Because the process of building from scratch is so long there has been a build snapshot uploaded onto The Pirate Bay. This is a good idea and I have seen on a few blogs comments that Google should be releasing a nightly build snapshot of the compiled OS. While this takes away the fun of building from scratch it does make testing the OS a lot more accessible. It is something I hope Google implement soon.

Hopefully my next blog on the OS will be a little more positive and lot more further down the building track.

Welcome to the Future – Windows 7 Professional x64 RTM

Yesterday I managed to get my hands on a copy of Windows 7 Professional through the MSDN Academic Alliance Progamme at Uni.

To avoid messing around with my current Vista install I decided to remove my old 160GB IDE Hard Disk from my old computer and install it into my new system (which isn’t that new anymore), being just out of warrenty I was safe to open the box and put in the hard disk.

First problem, whoever designed the motherboard and case layout in my new system never designed it for people to add stuff into. The IDE socket on the motherboard was located directly below the hard disk install location in the case, so the cable had to twist super tightly to get out from under the hard disk and then plug on a 90 degree angle into it. The second problem was the heat sync on my processor is so large I couldn’t get the drive into the drive bay without having to losen it a little and then reset it. The third problem was cables, the system had all the cables nicely cable tied down, however they had been placed into position so well that you couldn’t get to the spare power cables, once I had cut away some of the cable ties the mess of cables the required a number of unpluggings and rewirings so I could get enough slack on all the cables to get everything plugged in. Because of all this a ten minute job turned into a hour and a half of frustration.

Once this was completed I booted back into Vista and partitioned the newly installed 160GB drive into a 120GB partition for Windows 7 and a 40GB partition for installing Ubuntu 9.10 later this month. Once this was set in went the Windows 7 DVD. The installation of Windows 7 took less than 30 minutes and was incredabily straight forward. Easily the simplest installation of Windows I have ever done.

On a whole Windows 7 can be summed up in one word. Smooth. It is what Vista should have been.
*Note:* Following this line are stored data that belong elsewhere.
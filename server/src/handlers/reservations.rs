use axum::extract::{Path, Query, State};
use axum::response::Response;
use axum::Json;
use chrono::{DateTime, NaiveDate, TimeZone, Utc};
use serde::{Deserialize, Serialize};

use crate::middleware::CurrentUser;
use crate::models::{
    EventId, Reservation, ReservationDetails, ReservationFilter, ReservationId, ReservationScope,
    ReservationSort, ReservationStatus, Role,
};
use crate::services::{
    BookingOutcome, DiscardOutcome, PaymentLanding, ReservationListing, ScanOutcome,
    TicketRenderer,
};
use crate::state::AppState;
use crate::utils::error::AppError;
use crate::utils::response::{created, pdf_inline, see_other, success};

#[derive(Debug, Default, Deserialize)]
pub struct BookRequest {
    pub seat: Option<String>,
}

#[derive(Debug, Serialize)]
#[serde(tag = "status", rename_all = "snake_case")]
enum BookingPayload {
    Confirmed {
        reservation: Reservation,
        notifications_sent: bool,
    },
    PaymentRequired {
        reservation_id: ReservationId,
        checkout_url: String,
    },
}

#[derive(Debug, Serialize)]
struct ReservationSummary {
    id: ReservationId,
    status: ReservationStatus,
    event_id: EventId,
    event_title: String,
    starts_at: DateTime<Utc>,
    location: String,
    participant_name: String,
    participant_email: String,
    seat_label: Option<String>,
    price: String,
    created_at: DateTime<Utc>,
    scanned: bool,
}

impl From<ReservationDetails> for ReservationSummary {
    fn from(details: ReservationDetails) -> Self {
        Self {
            price: details.price_label(),
            participant_name: details.participant.full_name(),
            id: details.reservation.id,
            status: details.reservation.status,
            event_id: details.event.id,
            event_title: details.event.title,
            starts_at: details.event.starts_at,
            location: details.event.location,
            participant_email: details.participant.email,
            seat_label: details.reservation.seat_label,
            created_at: details.reservation.created_at,
            scanned: details.reservation.scanned_at.is_some(),
        }
    }
}

#[derive(Debug, Serialize)]
struct ReservationListPayload {
    reservations: Vec<ReservationSummary>,
    page: u32,
    total_pages: u32,
    total: i64,
}

impl From<ReservationListing> for ReservationListPayload {
    fn from(listing: ReservationListing) -> Self {
        Self {
            reservations: listing.items.into_iter().map(ReservationSummary::from).collect(),
            page: listing.page,
            total_pages: listing.total_pages,
            total: listing.total,
        }
    }
}

/// Listing filters. Blank or malformed values are ignored.
#[derive(Debug, Default, Deserialize)]
pub struct ReservationListQuery {
    #[serde(default)]
    pub q: String,
    #[serde(default)]
    pub status: String,
    /// `YYYY-MM-DD`, from the start of that day.
    #[serde(default)]
    pub date_start: String,
    /// `YYYY-MM-DD`, up to the end of that day.
    #[serde(default)]
    pub date_end: String,
    #[serde(default)]
    pub sort: String,
    #[serde(default = "first_page")]
    pub page: u32,
}

const fn first_page() -> u32 {
    1
}

impl ReservationListQuery {
    pub fn filter(&self, scope: ReservationScope) -> ReservationFilter {
        let q = self.q.trim();
        ReservationFilter {
            scope,
            search: (!q.is_empty()).then(|| q.to_string()),
            status: self.status.trim().to_uppercase().parse().ok(),
            booked_from: parse_day(&self.date_start, 0, 0, 0),
            booked_until: parse_day(&self.date_end, 23, 59, 59),
            sort: ReservationSort::from_key(&self.sort),
        }
    }
}

fn parse_day(value: &str, hour: u32, min: u32, sec: u32) -> Option<DateTime<Utc>> {
    NaiveDate::parse_from_str(value.trim(), "%Y-%m-%d")
        .ok()?
        .and_hms_opt(hour, min, sec)
        .map(|at| Utc.from_utc_datetime(&at))
}

#[derive(Debug, Deserialize)]
pub struct ScanQuery {
    #[serde(default)]
    pub token: String,
}

#[derive(Debug, Deserialize)]
pub struct PaymentSuccessQuery {
    #[serde(default)]
    pub session_id: String,
}

pub async fn book_event(
    State(state): State<AppState>,
    Path(event_id): Path<EventId>,
    CurrentUser(user): CurrentUser,
    body: Option<Json<BookRequest>>,
) -> Result<Response, AppError> {
    let request = body.map(|Json(request)| request).unwrap_or_default();

    let outcome = state
        .checkout
        .book(event_id, &user, request.seat.as_deref(), Utc::now())
        .await?;

    Ok(match outcome {
        BookingOutcome::Confirmed {
            reservation,
            notifications,
        } => {
            let message = match &reservation.seat_label {
                Some(seat) => format!("Seat {} is booked. A summary email is on its way.", seat),
                None => "Your reservation is confirmed. A summary email is on its way.".to_string(),
            };
            created(
                BookingPayload::Confirmed {
                    reservation,
                    notifications_sent: notifications.all_sent(),
                },
                message,
            )
        }
        BookingOutcome::PaymentRequired {
            reservation_id,
            checkout_url,
        } => created(
            BookingPayload::PaymentRequired {
                reservation_id,
                checkout_url,
            },
            "Redirecting to the payment page",
        ),
    })
}

/// Participants see their own reservations, administrators everyone's.
pub async fn my_reservations(
    State(state): State<AppState>,
    CurrentUser(user): CurrentUser,
    Query(query): Query<ReservationListQuery>,
) -> Result<Response, AppError> {
    let scope = if user.has_role(Role::Admin) {
        ReservationScope::All
    } else {
        ReservationScope::Participant(user.id)
    };
    let listing = state
        .reservations
        .list(&query.filter(scope), query.page)
        .await?;

    Ok(success(
        ReservationListPayload::from(listing),
        "Reservations retrieved",
    ))
}

/// Reservations made on the caller's own events.
pub async fn organizer_reservations(
    State(state): State<AppState>,
    CurrentUser(user): CurrentUser,
    Query(query): Query<ReservationListQuery>,
) -> Result<Response, AppError> {
    if !user.has_role(Role::Artist) && !user.has_role(Role::Admin) {
        return Err(AppError::Forbidden(
            "Only organizers can view reservations for their events".to_string(),
        ));
    }
    let listing = state
        .reservations
        .list(&query.filter(ReservationScope::EventsOf(user.id)), query.page)
        .await?;

    Ok(success(
        ReservationListPayload::from(listing),
        "Reservations for your events retrieved",
    ))
}

pub async fn cancel_reservation(
    State(state): State<AppState>,
    Path(reservation_id): Path<ReservationId>,
    CurrentUser(user): CurrentUser,
) -> Result<Response, AppError> {
    let report = state
        .reservations
        .cancel(reservation_id, &user, Utc::now())
        .await?;

    let mut message = if report.removed_by_admin {
        format!(
            "The reservation for \"{}\" was removed.",
            report.event_title
        )
    } else {
        "Your reservation has been cancelled.".to_string()
    };
    if !report.notifications.all_sent() {
        message.push_str(" A notification email could not be sent.");
    }

    Ok(success(
        serde_json::json!({
            "reservation_id": report.reservation.id,
            "notifications_sent": report.notifications.all_sent(),
        }),
        message,
    ))
}

pub async fn pay_reservation(
    State(state): State<AppState>,
    Path(reservation_id): Path<ReservationId>,
    CurrentUser(user): CurrentUser,
) -> Result<Response, AppError> {
    let checkout_url = state
        .checkout
        .resume_payment(reservation_id, &user, Utc::now())
        .await?;

    Ok(success(
        serde_json::json!({ "checkout_url": checkout_url }),
        "Redirecting to the payment page",
    ))
}

pub async fn download_ticket(
    State(state): State<AppState>,
    Path(reservation_id): Path<ReservationId>,
    CurrentUser(user): CurrentUser,
) -> Result<Response, AppError> {
    let reservation = state
        .repos
        .reservations
        .find(reservation_id)
        .await?
        .ok_or_else(|| AppError::reservation_not_found(reservation_id))?;
    let details = state.repos.load_details(reservation).await?;

    let allowed = details.reservation.participant_id == user.id
        || details.event.organizer_id == user.id
        || user.has_role(Role::Admin);
    if !allowed {
        return Err(AppError::Forbidden(
            "You are not allowed to view this ticket".to_string(),
        ));
    }

    let bytes = state.tickets.render(&details).map_err(|e| {
        AppError::InternalServerError(format!("Ticket rendering failed: {}", e))
    })?;

    Ok(pdf_inline(&TicketRenderer::filename(reservation_id), bytes))
}

/// Target of the QR code. Door staff land on the frontend either way.
pub async fn scan_ticket(
    State(state): State<AppState>,
    Path(reservation_id): Path<ReservationId>,
    Query(query): Query<ScanQuery>,
) -> Result<Response, AppError> {
    let outcome = state
        .scan
        .scan(reservation_id, &query.token, Utc::now())
        .await?;

    let location = match outcome {
        ScanOutcome::Scanned { event_id } | ScanOutcome::AlreadyScanned { event_id } => {
            format!("{}/events/{}?scan=success", state.frontend_url, event_id)
        }
        ScanOutcome::Invalid => format!("{}/?scan=invalid", state.frontend_url),
    };
    Ok(see_other(&location))
}

pub async fn payment_success(
    State(state): State<AppState>,
    CurrentUser(user): CurrentUser,
    Query(query): Query<PaymentSuccessQuery>,
) -> Result<Response, AppError> {
    let landing = state
        .checkout
        .payment_landing(&query.session_id, &user)
        .await?;

    let message = match &landing {
        PaymentLanding::Confirmed { .. } => {
            "Payment received. Your reservation is confirmed and an email has been sent."
        }
        PaymentLanding::Processing => {
            "Payment received. Your reservation will be confirmed in a few moments."
        }
    };
    Ok(success(landing, message))
}

pub async fn payment_cancelled(
    State(state): State<AppState>,
    Path(reservation_id): Path<ReservationId>,
    CurrentUser(user): CurrentUser,
) -> Result<Response, AppError> {
    let outcome = state
        .reservations
        .discard_abandoned_pending(reservation_id, &user)
        .await?;

    let message = match outcome {
        DiscardOutcome::Discarded { .. } => {
            "Payment cancelled. No reservation was recorded; you can try again."
        }
        DiscardOutcome::AlreadyProcessed { .. } => "This reservation has already been processed.",
    };
    Ok(success(outcome, message))
}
There are only minor differences in UI between the two operating systems, but those differents make a big difference in user experience. Gone is the quick launch bar, instead you can have programs always in the task bar, even if they are not running. The names of programs have vanished replaced with large icons. The sidebar is gone, you can now put gadgets anywhere on your screen. Windows Media Centre also has support for Freeview, which is great, no messing about with codecs and Media Portal. Windows Aero and animations are incredabily fast and crisp. So far I am very impressed.
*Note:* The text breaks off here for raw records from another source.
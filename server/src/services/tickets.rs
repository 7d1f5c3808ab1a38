//! Printable tickets and the signed scan links embedded in them.

use hmac::{Hmac, Mac};
use lopdf::content::{Content, Operation};
use lopdf::{dictionary, Document, Object, Stream, StringFormat};
use qrcode::types::{Color, QrError};
use qrcode::{EcLevel, QrCode};
use sha2::Sha256;
use std::path::{Component, Path, PathBuf};
use thiserror::Error;

use crate::models::{ReservationDetails, ReservationId};

type HmacSha256 = Hmac<Sha256>;

/// A5 landscape, in points.
const PAGE_WIDTH: f32 = 595.0;
const PAGE_HEIGHT: f32 = 420.0;

const QR_BOX: f32 = 150.0;
const QR_X: f32 = 415.0;
const QR_Y: f32 = 40.0;
/// Quiet zone around the code, in modules.
const QR_QUIET_ZONE: usize = 2;

const COVER_BOX: u32 = 150;
const COVER_Y: f32 = 200.0;

const TITLE_MAX_CHARS: usize = 42;
const DATE_FORMAT: &str = "%d/%m/%Y %H:%M";

#[derive(Debug, Error)]
pub enum TicketError {
    #[error("QR code encoding failed: {0}")]
    Qr(#[from] QrError),

    #[error("PDF generation failed: {0}")]
    Pdf(#[from] lopdf::Error),

    #[error("PDF serialization failed: {0}")]
    Io(#[from] std::io::Error),
}

/// Derives and checks scan tokens: hex HMAC-SHA256 of the decimal
/// reservation id under the application secret.
#[derive(Clone)]
pub struct TicketSigner {
    mac: HmacSha256,
    public_base_url: String,
}

impl TicketSigner {
    pub fn new(secret: &str, public_base_url: impl Into<String>) -> Self {
        let mac = <HmacSha256 as Mac>::new_from_slice(secret.as_bytes())
            .unwrap_or_else(|_| unreachable!("HMAC-SHA256 accepts any key length"));
        Self {
            mac,
            public_base_url: public_base_url.into().trim_end_matches('/').to_string(),
        }
    }

    pub fn derive_scan_token(&self, id: ReservationId) -> String {
        let mut mac = self.mac.clone();
        mac.update(id.to_string().as_bytes());
        hex::encode(mac.finalize().into_bytes())
    }

    pub fn build_scan_url(&self, id: ReservationId) -> String {
        format!(
            "{}/reservations/{}/scan?token={}",
            self.public_base_url,
            id,
            self.derive_scan_token(id)
        )
    }

    /// Constant-time comparison against the expected token.
    pub fn verify(&self, id: ReservationId, token: &str) -> bool {
        let Ok(candidate) = hex::decode(token.trim()) else {
            return false;
        };
        let mut mac = self.mac.clone();
        mac.update(id.to_string().as_bytes());
        mac.verify_slice(&candidate).is_ok()
    }
}

/// Lays out the ticket PDF.
#[derive(Clone)]
pub struct TicketRenderer {
    signer: TicketSigner,
    public_dir: PathBuf,
}

impl TicketRenderer {
    pub fn new(signer: TicketSigner, public_dir: impl Into<PathBuf>) -> Self {
        Self {
            signer,
            public_dir: public_dir.into(),
        }
    }

    pub fn filename(id: ReservationId) -> String {
        format!("ticket-artconnect-{id}.pdf")
    }

    pub fn render(&self, details: &ReservationDetails) -> Result<Vec<u8>, TicketError> {
        let reservation = &details.reservation;
        let event = &details.event;

        let scan_url = self.signer.build_scan_url(reservation.id);
        let qr = QrCode::with_error_correction_level(scan_url.as_bytes(), EcLevel::H)?;

        let mut doc = Document::with_version("1.5");
        let pages_id = doc.new_object_id();

        let font_id = doc.add_object(dictionary! {
            "Type" => "Font",
            "Subtype" => "Type1",
            "BaseFont" => "Helvetica",
            "Encoding" => "WinAnsiEncoding",
        });
        let bold_font_id = doc.add_object(dictionary! {
            "Type" => "Font",
            "Subtype" => "Type1",
            "BaseFont" => "Helvetica-Bold",
            "Encoding" => "WinAnsiEncoding",
        });

        let mut ops = Vec::new();

        // Header band
        ops.push(Operation::new("rg", vec![0.11f32.into(), 0.16f32.into(), 0.29f32.into()]));
        push_rect(&mut ops, 0.0, PAGE_HEIGHT - 60.0, PAGE_WIDTH, 60.0);
        ops.push(Operation::new("f", vec![]));
        ops.push(Operation::new("rg", vec![1i64.into(), 1i64.into(), 1i64.into()]));
        push_text(&mut ops, "F2", 18.0, 30.0, PAGE_HEIGHT - 38.0, "ART CONNECT - E-TICKET");

        ops.push(Operation::new("rg", vec![0i64.into(), 0i64.into(), 0i64.into()]));
        push_text(&mut ops, "F2", 16.0, 30.0, 325.0, &truncate(&event.title, TITLE_MAX_CHARS));

        let seat = reservation
            .seat_label
            .as_deref()
            .filter(|seat| !seat.is_empty())
            .unwrap_or("Free placement");
        let lines = [
            ("Starts", event.starts_at.format(DATE_FORMAT).to_string()),
            ("Ends", event.ends_at.format(DATE_FORMAT).to_string()),
            ("Location", event.location.clone()),
            ("Seat", seat.to_string()),
            ("Price", details.price_label()),
            ("Participant", details.participant.full_name()),
            ("Booked on", reservation.created_at.format(DATE_FORMAT).to_string()),
            ("Reservation no.", reservation.id.to_string()),
        ];
        let mut y = 295.0;
        for (label, value) in lines {
            push_text(&mut ops, "F2", 10.0, 30.0, y, &format!("{label}:"));
            push_text(&mut ops, "F1", 10.0, 125.0, y, &value);
            y -= 22.0;
        }

        push_text(
            &mut ops,
            "F1",
            8.0,
            30.0,
            30.0,
            "Present this ticket at the entrance. It is valid for one admission.",
        );

        push_qr(&mut ops, &qr);
        push_text(&mut ops, "F1", 8.0, QR_X + 30.0, QR_Y - 12.0, "Scan at the entrance");

        let mut xobjects = lopdf::Dictionary::new();
        if let Some(cover) = self.load_cover(details) {
            let (width, height) = (cover.width(), cover.height());
            let image_id = doc.add_object(Stream::new(
                dictionary! {
                    "Type" => "XObject",
                    "Subtype" => "Image",
                    "Width" => i64::from(width),
                    "Height" => i64::from(height),
                    "ColorSpace" => "DeviceRGB",
                    "BitsPerComponent" => 8,
                },
                cover.into_raw(),
            ));
            xobjects.set("Cover", image_id);

            ops.push(Operation::new("q", vec![]));
            ops.push(Operation::new(
                "cm",
                vec![
                    (width as f32).into(),
                    0i64.into(),
                    0i64.into(),
                    (height as f32).into(),
                    QR_X.into(),
                    COVER_Y.into(),
                ],
            ));
            ops.push(Operation::new("Do", vec!["Cover".into()]));
            ops.push(Operation::new("Q", vec![]));
        }

        let content = Content { operations: ops };
        let content_id = doc.add_object(Stream::new(dictionary! {}, content.encode()?));

        let resources_id = doc.add_object(dictionary! {
            "Font" => dictionary! {
                "F1" => font_id,
                "F2" => bold_font_id,
            },
            "XObject" => xobjects,
        });

        let page_id = doc.add_object(dictionary! {
            "Type" => "Page",
            "Parent" => pages_id,
            "Contents" => content_id,
        });

        doc.objects.insert(
            pages_id,
            Object::Dictionary(dictionary! {
                "Type" => "Pages",
                "Kids" => vec![page_id.into()],
                "Count" => 1,
                "Resources" => resources_id,
                "MediaBox" => vec![0i64.into(), 0i64.into(), PAGE_WIDTH.into(), PAGE_HEIGHT.into()],
            }),
        );

        let catalog_id = doc.add_object(dictionary! {
            "Type" => "Catalog",
            "Pages" => pages_id,
        });
        doc.trailer.set("Root", catalog_id);
        doc.compress();

        let mut bytes = Vec::new();
        doc.save_to(&mut bytes)?;
        Ok(bytes)
    }

    /// Cover image scaled into its box. Anything unreadable is skipped.
    fn load_cover(&self, details: &ReservationDetails) -> Option<image::RgbImage> {
        let relative = details.event.image.as_deref()?.trim();
        if relative.is_empty() {
            return None;
        }
        let Some(path) = resolve_public_path(&self.public_dir, relative) else {
            tracing::warn!(event_id = details.event.id, image = %relative, "Ticket cover path rejected");
            return None;
        };

        match image::open(&path) {
            Ok(cover) => Some(cover.thumbnail(COVER_BOX, COVER_BOX).to_rgb8()),
            Err(e) => {
                tracing::warn!(
                    event_id = details.event.id,
                    path = %path.display(),
                    error = %e,
                    "Ticket cover image unreadable, rendering without it"
                );
                None
            }
        }
    }
}

/// Joins a stored image path under the public directory, refusing anything
/// that would climb out of it.
fn resolve_public_path(public_dir: &Path, relative: &str) -> Option<PathBuf> {
    let relative = Path::new(relative.trim_start_matches(['/', '\\']));
    if relative
        .components()
        .any(|component| !matches!(component, Component::Normal(_)))
    {
        return None;
    }
    Some(public_dir.join(relative))
}

fn push_rect(ops: &mut Vec<Operation>, x: f32, y: f32, width: f32, height: f32) {
    ops.push(Operation::new(
        "re",
        vec![x.into(), y.into(), width.into(), height.into()],
    ));
}

fn push_text(ops: &mut Vec<Operation>, font: &str, size: f32, x: f32, y: f32, text: &str) {
    ops.push(Operation::new("BT", vec![]));
    ops.push(Operation::new("Tf", vec![font.into(), size.into()]));
    ops.push(Operation::new("Td", vec![x.into(), y.into()]));
    ops.push(Operation::new(
        "Tj",
        vec![Object::String(win_ansi(text), StringFormat::Literal)],
    ));
    ops.push(Operation::new("ET", vec![]));
}

fn push_qr(ops: &mut Vec<Operation>, qr: &QrCode) {
    let width = qr.width();
    let module = QR_BOX / (width + 2 * QR_QUIET_ZONE) as f32;
    let origin_x = QR_X + module * QR_QUIET_ZONE as f32;
    // PDF y grows upwards; QR rows are listed top to bottom.
    let top = QR_Y + QR_BOX - module * QR_QUIET_ZONE as f32;

    ops.push(Operation::new("rg", vec![0i64.into(), 0i64.into(), 0i64.into()]));
    for (index, color) in qr.to_colors().into_iter().enumerate() {
        if color != Color::Dark {
            continue;
        }
        let (row, col) = (index / width, index % width);
        push_rect(
            ops,
            origin_x + col as f32 * module,
            top - (row + 1) as f32 * module,
            module,
            module,
        );
    }
    ops.push(Operation::new("f", vec![]));
}

/// The standard Helvetica font only covers Latin-1; anything else becomes `?`.
fn win_ansi(text: &str) -> Vec<u8> {
    text.chars()
        .map(|c| u8::try_from(u32::from(c)).unwrap_or(b'?'))
        .collect()
}

fn truncate(text: &str, max_chars: usize) -> String {
    if text.chars().count() <= max_chars {
        return text.to_string();
    }
    let mut shortened: String = text.chars().take(max_chars - 3).collect();
    shortened.push_str("...");
    shortened
}

#[cfg(test)]
mod tests {
    use super::*;
    use crate::models::{Event, Reservation, ReservationStatus, Role, User};
    use chrono::{TimeZone, Utc};

    fn signer() -> TicketSigner {
        TicketSigner::new("kernel-secret", "https://api.artconnect.tn/")
    }

    fn details(image: Option<&str>) -> ReservationDetails {
        let at = Utc.with_ymd_and_hms(2026, 12, 1, 20, 0, 0).unwrap();
        ReservationDetails {
            reservation: Reservation {
                id: 42,
                created_at: at,
                status: ReservationStatus::Confirmed,
                participant_id: 2,
                event_id: 1,
                seat_label: Some("B7".into()),
                checkout_session_id: Some("cs_test_1".into()),
                amount_paid: Some(2000),
                scanned_at: None,
            },
            event: Event {
                id: 1,
                organizer_id: 3,
                title: "Nuit du Malouf à la Médina".into(),
                description: String::new(),
                location: "Dar Lasram, Tunis".into(),
                starts_at: at,
                ends_at: at,
                nb_places: 50,
                age_min: None,
                age_max: None,
                price: None,
                image: image.map(str::to_string),
                layout: None,
                cancellation: None,
                created_at: at,
            },
            participant: User {
                id: 2,
                first_name: "Yasmine".into(),
                last_name: "Trabelsi".into(),
                email: "yasmine@example.com".into(),
                phone: None,
                birth_date: None,
                roles: vec![Role::Participant],
            },
            organizer: None,
        }
    }

    #[test]
    fn test_scan_token_is_deterministic_hex_hmac() {
        let signer = signer();
        let token = signer.derive_scan_token(42);
        assert_eq!(token.len(), 64);
        assert_eq!(token, signer.derive_scan_token(42));
        assert_ne!(token, signer.derive_scan_token(43));
        assert_ne!(
            token,
            TicketSigner::new("other-secret", "http://x").derive_scan_token(42)
        );
    }

    #[test]
    fn test_verify_accepts_only_the_derived_token() {
        let signer = signer();
        let token = signer.derive_scan_token(7);
        assert!(signer.verify(7, &token));
        assert!(!signer.verify(8, &token));
        assert!(!signer.verify(7, "not-hex"));
        assert!(!signer.verify(7, ""));
    }

    #[test]
    fn test_scan_url_uses_path_form() {
        let url = signer().build_scan_url(42);
        assert!(url.starts_with("https://api.artconnect.tn/reservations/42/scan?token="));
    }

    #[test]
    fn test_render_produces_a_pdf_without_cover() {
        let renderer = TicketRenderer::new(signer(), "/nonexistent");
        let bytes = renderer.render(&details(Some("images/missing.jpg"))).unwrap();
        assert!(bytes.starts_with(b"%PDF-1.5"));
    }

    #[test]
    fn test_cover_paths_cannot_escape_public_dir() {
        let base = Path::new("/srv/public");
        assert_eq!(
            resolve_public_path(base, "/images/a.png"),
            Some(PathBuf::from("/srv/public/images/a.png"))
        );
        assert_eq!(resolve_public_path(base, "../secrets.png"), None);
    }

    #[test]
    fn test_text_helpers() {
        assert_eq!(win_ansi("Médina"), b"M\xe9dina".to_vec());
        assert_eq!(win_ansi("€"), b"?".to_vec());
        assert_eq!(truncate("abcdef", 5), "ab...");
        assert_eq!(TicketRenderer::filename(42), "ticket-artconnect-42.pdf");
    }
}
The chart below shows my system rating on Windows 7. The values have increased slighty from Vista. (Vista scores in brackets).
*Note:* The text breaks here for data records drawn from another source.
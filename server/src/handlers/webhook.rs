use axum::body::Bytes;
use axum::extract::State;
use axum::http::{HeaderMap, StatusCode};
use axum::response::{IntoResponse, Response};
use chrono::Utc;

use crate::services::WebhookOutcome;
use crate::state::AppState;

pub const STRIPE_SIGNATURE_HEADER: &str = "stripe-signature";

/// Stripe retries anything that is not a 2xx, so every handled event
/// (including ones we ignore) is acknowledged with an empty 200.
pub async fn stripe_webhook(
    State(state): State<AppState>,
    headers: HeaderMap,
    body: Bytes,
) -> Response {
    let signature = headers
        .get(STRIPE_SIGNATURE_HEADER)
        .and_then(|value| value.to_str().ok());

    match state.webhook.handle(&body, signature, Utc::now()).await {
        Ok(outcome) => {
            if let WebhookOutcome::Confirmed { reservation, .. } = &outcome {
                tracing::debug!(reservation_id = reservation.id, "Webhook acknowledged");
            }
            (StatusCode::OK, "").into_response()
        }
        Err(e) => e.into_response(),
    }
}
Component Details Subscore Base score
Processor AMD Phenom(tm) 9600 Quad-Core Processor 6.9 (5.9)
Determined by lowest subscore
Memory (RAM) 4.00 GB 5.9 (5.9)
Graphics ATI Radeon HD 3400 Series 3.5 (3.5)
Gaming graphics 1919 MB Total available graphics memory 5.1 (3.9)
Primary hard disk 87GB Free (112GB Total) 5.3 (5.9)
Windows 7 Professional

The key things to note regarding the different scores are:

Processor – Vista is only 32 bit, Windows 7 is 64

Memory – Vista is only 32 bit therefore only has access to 3GB of RAM, Windows 7 has access to the full 4GB

Graphics – Aero doesn’t seem to take advantage of crossfire, so my system is always limited here. It is not a big feature anyway so I typically ignore this.

Gaming Graphics – This is the score that matters much more. For some reason on Windows 7 the score is a lot higher than Vista. The first reason for this is Windows 7 is giving crossfire 512mb more memory than Vista. I can only guess the second reason is newer graphic card drivers in Windows 7.